The Gift of Starting Again

September always feels like a new beginning — fresh notebooks, cooler mornings, the whisper of starting again. I learned to knit at three, but the real gift my mum gave me wasn’t the stitches — it was patience. This month, I’m reminding myself: beginnings don’t need to be perfect, only given space and time to grow.

MINDFULNESSLIFE LESSONSLEGACYBEGINNINGS

Nessa Hubbard

9/2/20251 min read

The Gift of Starting Again

September always feels like a false new year to me. The air turns cooler, the light shifts, and there’s a whisper of sharpened pencils and clean notebooks. It’s a season that invites us to begin again.

I was three years old when I first picked up knitting needles. Patience wasn’t in my nature, I rushed, tugged too hard, and wanted it all to be finished before it had even begun. My mum, however, had patience in spades. She sat with me, unpicking, showing, guiding, and showing again. I don’t remember what those first rows looked like, but I do remember her presence: steady, kind, and unflustered.
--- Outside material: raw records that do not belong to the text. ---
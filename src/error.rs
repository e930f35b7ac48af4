//! Error types for the revenue-forecast library.

use thiserror::Error;

/// Result type alias for pipeline operations.
pub type Result<T> = std::result::Result<T, ForecastError>;

/// Errors that can occur while reconciling and forecasting a metric.
#[derive(Error, Debug, Clone, PartialEq)]
pub enum ForecastError {
    /// A source adapter could not return data.
    #[error("source `{source_name}` failed: {message}")]
    SourceFetch {
        source_name: String,
        message: String,
    },

    /// Both inputs to a merge were empty.
    #[error("both input series are empty")]
    EmptySeries,

    /// Insufficient usable data points for fitting.
    #[error("insufficient data: need at least {needed}, got {got}")]
    InsufficientData { needed: usize, got: usize },

    /// A single raw record could not be parsed.
    #[error("malformed record {index}: {reason}")]
    MalformedRecord { index: usize, reason: String },

    /// Every record of a non-empty batch was malformed.
    #[error("all {total} records are malformed (first: {reason})")]
    MalformedRecords { total: usize, reason: String },

    /// Metric display name not present in the catalog.
    #[error("unknown metric: {0}")]
    UnknownMetric(String),

    /// Invalid parameter value or violated series invariant.
    #[error("invalid parameter: {0}")]
    InvalidParameter(String),

    /// Numerical failure while fitting.
    #[error("computation error: {0}")]
    ComputationError(String),

    /// Configuration could not be read or parsed.
    #[error("configuration error: {0}")]
    Config(String),
}

/// Coarse error category callers branch on.
#[derive(Debug, Clone, Copy, PartialEq, Eq)]
pub enum ErrorKind {
    /// Upstream data could not be fetched; retrying may help.
    Source,
    /// Input data was empty or too small to forecast.
    Data,
    /// Raw records could not be parsed.
    Malformed,
    /// Caller supplied an invalid request or configuration.
    Usage,
    /// The model failed numerically.
    Computation,
}

impl ForecastError {
    /// Category of this error.
    pub fn kind(&self) -> ErrorKind {
        match self {
            ForecastError::SourceFetch { .. } => ErrorKind::Source,
            ForecastError::EmptySeries | ForecastError::InsufficientData { .. } => ErrorKind::Data,
            ForecastError::MalformedRecord { .. } | ForecastError::MalformedRecords { .. } => {
                ErrorKind::Malformed
            }
            ForecastError::UnknownMetric(_)
            | ForecastError::InvalidParameter(_)
            | ForecastError::Config(_) => ErrorKind::Usage,
            ForecastError::ComputationError(_) => ErrorKind::Computation,
        }
    }

    /// Whether the caller may reasonably retry the same request.
    pub fn is_recoverable(&self) -> bool {
        self.kind() == ErrorKind::Source
    }

    pub(crate) fn source_fetch(source_name: &str, message: impl Into<String>) -> Self {
        ForecastError::SourceFetch {
            source_name: source_name.to_string(),
            message: message.into(),
        }
    }
}
//! Forecasting engines.

mod traits;

pub mod additive;

pub use additive::{
    AdditiveConfig, AdditiveModel, FittedAdditiveModel, SeasonalityMode, MAX_HORIZON_DAYS,
};
pub use traits::{BoxedEngine, ForecastEngine};
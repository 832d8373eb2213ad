/**
 * Per-Connection State
 *
 * One `GatewayConnection` exists per open socket, owned by that
 * socket's read loop. It remembers who the connection authenticated
 * as and which rooms it joined, and holds the sending half of the
 * outbound queue the writer task drains.
 *
 * Nothing here is shared: the registry holds clones of the outbound
 * sender, and everything else is plain owned state mutated from one
 * task.
 */
use std::collections::HashSet;
use tokio::sync::mpsc::UnboundedSender;

use crate::backend::middleware::auth::AuthenticatedUser;
use crate::shared::events::ServerEvent;

/// State for one open gateway socket
#[derive(Debug)]
pub struct GatewayConnection {
    id: u64,
    identity: Option<AuthenticatedUser>,
    rooms: HashSet<String>,
    outbound: UnboundedSender<ServerEvent>,
}

impl GatewayConnection {
    pub fn new(id: u64, outbound: UnboundedSender<ServerEvent>) -> Self {
        Self {
            id,
            identity: None,
            rooms: HashSet::new(),
            outbound,
        }
    }

    pub fn id(&self) -> u64 {
        self.id
    }

    /// The verified identity, once `authenticate` has succeeded
    pub fn identity(&self) -> Option<&AuthenticatedUser> {
        self.identity.as_ref()
    }

    pub fn bind_identity(&mut self, user: AuthenticatedUser) {
        self.identity = Some(user);
    }

    /// Rooms this connection joined, for cleanup on close
    pub fn rooms(&self) -> &HashSet<String> {
        &self.rooms
    }

    /// Clone of the outbound queue sender, for registry membership
    pub fn sender(&self) -> UnboundedSender<ServerEvent> {
        self.outbound.clone()
    }

    /// Record a room join; returns false if already joined
    pub fn track_join(&mut self, room: String) -> bool {
        self.rooms.insert(room)
    }

    /// Record a room leave; returns false if not joined
    pub fn track_leave(&mut self, room: &str) -> bool {
        self.rooms.remove(room)
    }

    /// Queue an event for this connection only
    ///
    /// Returns false when the writer task is gone, which means the
    /// socket is closing anyway.
    pub fn send(&self, event: ServerEvent) -> bool {
        self.outbound.send(event).is_ok()
    }

    /// Queue an error event for this connection only
    ///
    /// Errors never close the socket; the client keeps its connection
    /// and can correct its input.
    pub fn send_error(&self, message: impl Into<String>) {
        let _ = self.outbound.send(ServerEvent::Error {
            message: message.into(),
        }); // Ignore if the writer is gone
    }
}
When I was five or six, she knitted me a snake. It wore a bow around its neck, - made unknowingly by me - which, she told me, was my contribution, my first “finished” piece of knitting. The bow has long since disappeared, but the snake remains, a funny little reminder that beginnings matter, even if the results are lopsided or imperfect.

I often think that what my mum really gave me was not the skill of knitting, but the practice of patience. It wasn’t something I had naturally, but something she grew in me, stitch by stitch. And isn’t that the truth of so many beginnings? We’re not born ready; we become ready through gentle repetition, through trying again.

This September, instead of charging forward with grand resolutions, I’m reminding myself that beginnings don’t need to be perfect. They only need space, a little patience, and the willingness to start again.